### Dataset
• • • • • • •
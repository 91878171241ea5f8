//! Page domain model
//!
//! A [`Page`] is the Global master of a piece of content. Its editable
//! fields live in a [`Document`], which translations share, so the
//! draft/publish lifecycle and sanitization apply to both the same way.

use chrono::{DateTime, Utc};
use serde::{Deserialize, Serialize};

use super::id::{PageId, Slug};
use super::version::VersionTag;

/// Publication status of a page or translation
#[derive(Debug, Clone, Copy, PartialEq, Eq, Hash, PartialOrd, Ord, Serialize, Deserialize, Default)]
#[serde(rename_all = "snake_case")]
pub enum PageStatus {
    #[default]
    Draft,
    Published,
}

impl PageStatus {
    pub fn is_published(&self) -> bool {
        matches!(self, PageStatus::Published)
    }

    pub fn is_draft(&self) -> bool {
        matches!(self, PageStatus::Draft)
    }
}

impl std::fmt::Display for PageStatus {
    fn fmt(&self, f: &mut std::fmt::Formatter<'_>) -> std::fmt::Result {
        match self {
            PageStatus::Draft => write!(f, "draft"),
            PageStatus::Published => write!(f, "published"),
        }
    }
}

impl std::str::FromStr for PageStatus {
    type Err = String;

    fn from_str(s: &str) -> Result<Self, Self::Err> {
        match s.to_lowercase().as_str() {
            "draft" => Ok(PageStatus::Draft),
            "published" | "publish" | "live" => Ok(PageStatus::Published),
            _ => Err(format!("Unknown page status: {}", s)),
        }
    }
}

/// Where an attached resource is injected
#[derive(Debug, Clone, Copy, PartialEq, Eq, Hash, Serialize, Deserialize)]
#[serde(rename_all = "snake_case")]
pub enum Placement {
    Head,
    Body,
}

/// Kind of attached resource
#[derive(Debug, Clone, Copy, PartialEq, Eq, Hash, Serialize, Deserialize)]
#[serde(rename_all = "snake_case")]
pub enum ResourceKind {
    Stylesheet,
    Script,
}

impl ResourceKind {
    /// Infers the kind from a file extension (`.css` or `.js`/`.mjs`)
    pub fn infer(href: &str) -> Option<Self> {
        let path = href.split(['?', '#']).next().unwrap_or(href).to_ascii_lowercase();
        if path.ends_with(".css") {
            Some(ResourceKind::Stylesheet)
        } else if path.ends_with(".js") || path.ends_with(".mjs") {
            Some(ResourceKind::Script)
        } else {
            None
        }
    }
}

/// A stylesheet or script reference attached outside the HTML body
#[derive(Debug, Clone, PartialEq, Eq, Hash, Serialize, Deserialize)]
pub struct Resource {
    pub href: String,
    pub kind: ResourceKind,
}

impl Resource {
    pub fn new(href: impl Into<String>, kind: ResourceKind) -> Self {
        Self {
            href: href.into(),
            kind,
        }
    }

    /// Creates a resource whose kind is inferred from its extension
    pub fn from_href(href: impl Into<String>) -> Option<Self> {
        let href = href.into();
        ResourceKind::infer(&href).map(|kind| Self { href, kind })
    }
}

/// Ordered resources, partitioned by placement
#[derive(Debug, Clone, Default, PartialEq, Eq, Serialize, Deserialize)]
pub struct Resources {
    #[serde(default, skip_serializing_if = "Vec::is_empty")]
    pub head: Vec<Resource>,
    #[serde(default, skip_serializing_if = "Vec::is_empty")]
    pub body: Vec<Resource>,
}

impl Resources {
    pub fn new() -> Self {
        Self::default()
    }

    /// Attaches a resource; returns false if the href is already attached
    pub fn attach(&mut self, resource: Resource, placement: Placement) -> bool {
        if self.contains(&resource.href) {
            return false;
        }
        self.list_mut(placement).push(resource);
        true
    }

    /// Detaches a resource by href from either placement
    pub fn detach(&mut self, href: &str) -> bool {
        let before = self.head.len() + self.body.len();
        self.head.retain(|r| r.href != href);
        self.body.retain(|r| r.href != href);
        self.head.len() + self.body.len() != before
    }

    pub fn contains(&self, href: &str) -> bool {
        self.iter().any(|(r, _)| r.href == href)
    }

    pub fn is_empty(&self) -> bool {
        self.head.is_empty() && self.body.is_empty()
    }

    pub fn len(&self) -> usize {
        self.head.len() + self.body.len()
    }

    /// Iterates head resources first, then body resources
    pub fn iter(&self) -> impl Iterator<Item = (&Resource, Placement)> {
        self.head
            .iter()
            .map(|r| (r, Placement::Head))
            .chain(self.body.iter().map(|r| (r, Placement::Body)))
    }

    fn list_mut(&mut self, placement: Placement) -> &mut Vec<Resource> {
        match placement {
            Placement::Head => &mut self.head,
            Placement::Body => &mut self.body,
        }
    }
}

/// Search-engine settings for a page
#[derive(Debug, Clone, Default, PartialEq, Serialize, Deserialize)]
pub struct SeoSettings {
    #[serde(default, skip_serializing_if = "Option::is_none")]
    pub meta_title: Option<String>,

    #[serde(default, skip_serializing_if = "Option::is_none")]
    pub meta_description: Option<String>,

    #[serde(default, skip_serializing_if = "Vec::is_empty")]
    pub keywords: Vec<String>,

    #[serde(default, skip_serializing_if = "Option::is_none")]
    pub canonical_url: Option<String>,

    /// JSON-LD structured data, stored as parsed JSON
    #[serde(default, skip_serializing_if = "Option::is_none")]
    pub structured_data: Option<serde_json::Value>,
}

impl SeoSettings {
    pub fn is_empty(&self) -> bool {
        *self == Self::default()
    }
}

/// Editable fields shared by pages and translations
#[derive(Debug, Clone, PartialEq, Serialize, Deserialize)]
pub struct Document {
    /// Human-readable title
    pub title: String,

    /// URL path, unique within its scope
    pub slug: Slug,

    pub status: PageStatus,

    pub version: VersionTag,

    /// Sanitized HTML body
    #[serde(default)]
    pub content: String,

    #[serde(default, skip_serializing_if = "Resources::is_empty")]
    pub resources: Resources,

    #[serde(default, skip_serializing_if = "SeoSettings::is_empty")]
    pub seo: SeoSettings,

    /// Who last modified the document
    pub author: String,

    pub created_at: DateTime<Utc>,

    pub last_modified: DateTime<Utc>,
}

impl Document {
    /// Creates a new draft at the initial version
    pub fn new(
        title: impl Into<String>,
        slug: Slug,
        content: impl Into<String>,
        author: impl Into<String>,
    ) -> Self {
        let now = Utc::now();
        Self {
            title: title.into(),
            slug,
            status: PageStatus::Draft,
            version: VersionTag::INITIAL,
            content: content.into(),
            resources: Resources::new(),
            seo: SeoSettings::default(),
            author: author.into(),
            created_at: now,
            last_modified: now,
        }
    }

    /// Records a modification by `author`
    pub fn touch(&mut self, author: &str) {
        self.author = author.to_string();
        self.last_modified = Utc::now();
    }
}

/// A Global page
#[derive(Debug, Clone, PartialEq, Serialize, Deserialize)]
pub struct Page {
    /// Unique identifier
    pub id: PageId,

    #[serde(flatten)]
    pub doc: Document,

    /// When false, no locale may create a translation of this page
    #[serde(default = "default_true")]
    pub allow_local_translation: bool,
}

fn default_true() -> bool {
    true
}

impl Page {
    pub fn new(id: PageId, doc: Document) -> Self {
        Self {
            id,
            doc,
            allow_local_translation: true,
        }
    }
}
• • • • • • •
### Problem to solve
Scan the data above for the string "super". Copy every line in which it appears.

### Response to the task
use super::id::{PageId, Slug};
use super::version::VersionTag;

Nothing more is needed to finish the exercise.